На вопрос Кащея ответа не последовало. И тогда он заговорил снова:
— Я волчий вой не раз слышал… А такой, как прошлой ночью, впервые!
— Что же в нем было особенного? — взял слово капитан Стриж.
— Волчий вой… он обычный. К нему можно привыкнуть, — пояснил Кащей. — А этот какой-то… жуткий, что ли? В нем что-то от человека было…
Когда мы вышли на берег лесного озера, уже смеркалось. Первые несколько минут мы молча озирались по сторонам. Красота этого затерянного в таежных дебрях водоема была необыкновенной. Окружающий нас ландшафт казался просто нереальным, словно к нему приложил руку искусный художник. Охватившее меня волнение я испытывал разве что при созерцании «Вечернего звона» Левитана или картины Ивана Шишкина «Лесные дали».
— Мать честная! Аж дух захватывает, — произнес Журавлев.
И, пожалуй, эти слова как нельзя лучше передавали ощущение, которое мы все испытывали в тот момент. Редкое спокойствие обволакивало душу, заставляя ее мечтать. Наверное, именно такие места подыскивались в старину для строительства храмов. Этакие оконца в рай, при виде которых хотелось бесконечно долго повторять прекрасное русское слово лепота.
— Теперь понимаю Кащея, — услышал я негромко сказанные Галкиным слова, — просто не хочется верить, что в таком месте может таиться что-то опасное, неведомое…
— Да, — согласился Стриж. — Место здесь действительно волшебное, но ведь и тот остров, на котором рос аленький цветочек, поначалу казался свободным от изъянов.

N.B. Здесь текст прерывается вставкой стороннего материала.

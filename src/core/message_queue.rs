//! Per-port reorder buffer for user messages.

use std::cmp::Ordering;
use std::collections::BinaryHeap;

use super::message::UserMessage;

/// First stamp a freshly created port expects and assigns.
pub const INITIAL_SEQUENCE_NUM: u64 = 1;

/// Sentinel stamp carried by a deferred proxy ack; never assigned to a
/// message.
pub const INVALID_SEQUENCE_NUM: u64 = u64::MAX;

/// Min-heap wrapper so [`BinaryHeap`] pops the lowest stamp first.
#[derive(Debug)]
struct Sequenced(UserMessage);

impl PartialEq for Sequenced {
    fn eq(&self, other: &Self) -> bool {
        self.0.sequence_num() == other.0.sequence_num()
    }
}

impl Eq for Sequenced {}

impl PartialOrd for Sequenced {
    fn partial_cmp(&self, other: &Self) -> Option<Ordering> {
        Some(self.cmp(other))
    }
}

impl Ord for Sequenced {
    fn cmp(&self, other: &Self) -> Ordering {
        other.0.sequence_num().cmp(&self.0.sequence_num())
    }
}

/// Buffers received messages until their stamps form a contiguous run.
///
/// The queue holds a cursor, `next_sequence_num`, naming the one stamp it is
/// willing to release next; everything else waits in the heap regardless of
/// arrival order. `has_next` reporting acts as an edge trigger for the
/// embedder's wakeups and is suppressed entirely while the queue is not
/// signalable (a port still riding inside an unread message must not wake
/// anyone).
#[derive(Debug)]
pub struct MessageQueue {
    heap: BinaryHeap<Sequenced>,
    next_sequence_num: u64,
    signalable: bool,
}

impl MessageQueue {
    pub fn new() -> Self {
        Self::with_next_sequence_num(INITIAL_SEQUENCE_NUM)
    }

    pub fn with_next_sequence_num(next_sequence_num: u64) -> Self {
        Self {
            heap: BinaryHeap::new(),
            next_sequence_num,
            signalable: true,
        }
    }

    /// The stamp of the next message this queue will release.
    pub fn next_sequence_num(&self) -> u64 {
        self.next_sequence_num
    }

    pub fn set_signalable(&mut self, signalable: bool) {
        self.signalable = signalable;
    }

    pub fn has_next_message(&self) -> bool {
        matches!(self.heap.peek(), Some(head) if head.0.sequence_num() == self.next_sequence_num)
    }

    /// Buffer a received message. Returns whether the head of the queue is
    /// now in order (always `false` while non-signalable).
    pub fn accept_message(&mut self, message: UserMessage) -> bool {
        debug_assert_ne!(message.sequence_num(), 0, "unstamped message queued");
        self.heap.push(Sequenced(message));
        self.signalable && self.has_next_message()
    }

    /// Release the head message if it is in order and the selector accepts it.
    pub fn next_message_if(
        &mut self,
        selector: Option<&dyn Fn(&UserMessage) -> bool>,
    ) -> Option<UserMessage> {
        if !self.has_next_message() {
            return None;
        }
        if let Some(selector) = selector {
            let head = &self.heap.peek()?.0;
            if !selector(head) {
                return None;
            }
        }
        let message = self.heap.pop()?.0;
        self.next_sequence_num += 1;
        Some(message)
    }
}

impl Default for MessageQueue {
    fn default() -> Self {
        Self::new()
    }
}

#[cfg(test)]
mod tests {
    use super::*;

    fn stamped(sequence_num: u64) -> UserMessage {
        let mut message = UserMessage::new(format!("m{sequence_num}"));
        message.set_sequence_num(sequence_num);
        message
    }

    #[test]
    fn releases_in_stamp_order_regardless_of_arrival() {
        let mut queue = MessageQueue::new();
        assert!(!queue.accept_message(stamped(3)));
        assert!(!queue.accept_message(stamped(2)));
        assert!(queue.accept_message(stamped(1)));

        for expected in 1..=3u64 {
            let message = queue.next_message_if(None).expect("in-order message");
            assert_eq!(message.sequence_num(), expected);
        }
        assert!(queue.next_message_if(None).is_none());
        assert_eq!(queue.next_sequence_num(), 4);
    }

    #[test]
    fn holds_head_until_gap_fills() {
        let mut queue = MessageQueue::new();
        queue.accept_message(stamped(2));
        assert!(!queue.has_next_message());
        assert!(queue.next_message_if(None).is_none());

        queue.accept_message(stamped(1));
        assert!(queue.has_next_message());
        assert_eq!(queue.next_message_if(None).unwrap().sequence_num(), 1);
        assert_eq!(queue.next_message_if(None).unwrap().sequence_num(), 2);
    }

    #[test]
    fn selector_can_refuse_head() {
        let mut queue = MessageQueue::new();
        queue.accept_message(stamped(1));

        let refuse = |_: &UserMessage| false;
        assert!(queue.next_message_if(Some(&refuse)).is_none());
        assert_eq!(queue.next_sequence_num(), 1);

        let accept = |_: &UserMessage| true;
        assert_eq!(
            queue.next_message_if(Some(&accept)).unwrap().sequence_num(),
            1
        );
    }

    #[test]
    fn non_signalable_queue_never_reports_readiness() {
        let mut queue = MessageQueue::new();
        queue.set_signalable(false);
        assert!(!queue.accept_message(stamped(1)));
        // The message is still there; only the wakeup is suppressed.
        assert!(queue.has_next_message());

        queue.set_signalable(true);
        assert!(queue.accept_message(stamped(2)));
    }

    #[test]
    fn initial_cursor_can_start_mid_stream() {
        let mut queue = MessageQueue::with_next_sequence_num(5);
        assert!(!queue.accept_message(stamped(6)));
        assert!(queue.accept_message(stamped(5)));
        assert_eq!(queue.next_message_if(None).unwrap().sequence_num(), 5);
    }
}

Свой лагерь мы разбили на живописно выдающемся в озеро мыске. Здесь было достаточно места для палаток. Да и иные бесспорные преимущества на случай спуска на воду лодок были налицо. Со всех же других сторон вплотную к озеру подступал лес. В кустах крякали утки, а над искрящимися в лучах заходящего солнца и спокойно покачивающимся на воде былинками порхали маленькие стрекозы. Журавлев и Синицын возились у самой кромки воды, пристраивая там эхолоты. Когда они закидывали в озеро микрофоны, со стороны казалось, будто они собираются удить рыбу.
Ужинали мы из своих армейских запасов, не считая домашнего хлеба, заботливо испеченного Кащеем накануне вечером. Разговор сразу же зашел о предстоящих исследованиях. Как всегда, майор Галкин поначалу решил выяснить, какие впечатления произвело на нас это место, и какие соображения возникли у нас уже здесь по вопросу возможного существования в лесном озере неизвестного науке животного. Делал он это неспроста. В таких разговорах уже сразу идет определенный анализ накопившейся информации. Многие спорные вопросы отсеиваются за ненадобностью на основании каких-то новых фактов. Мне нравились такие вот беседы. Люди, которых я знал уже несколько месяцев, буквально на глазах преображались, открывая иной раз совершенно неожиданные стороны своего характера. Было весело наблюдать, как мои товарищи по службе, особенно те, что помоложе, стараются щегольнуть своими знаниями того или иного предмета. Из этого зачастую получались довольно интересные полемики.
— Я склонен считать, что в таком относительно небольшом водоеме недостаточно места для обитания крупного водного животного. Тем более нескольких, — рассуждал лейтенант Синицын. — А ведь прекрасно известно, что выжить с доисторических времен могла лишь популяция существ.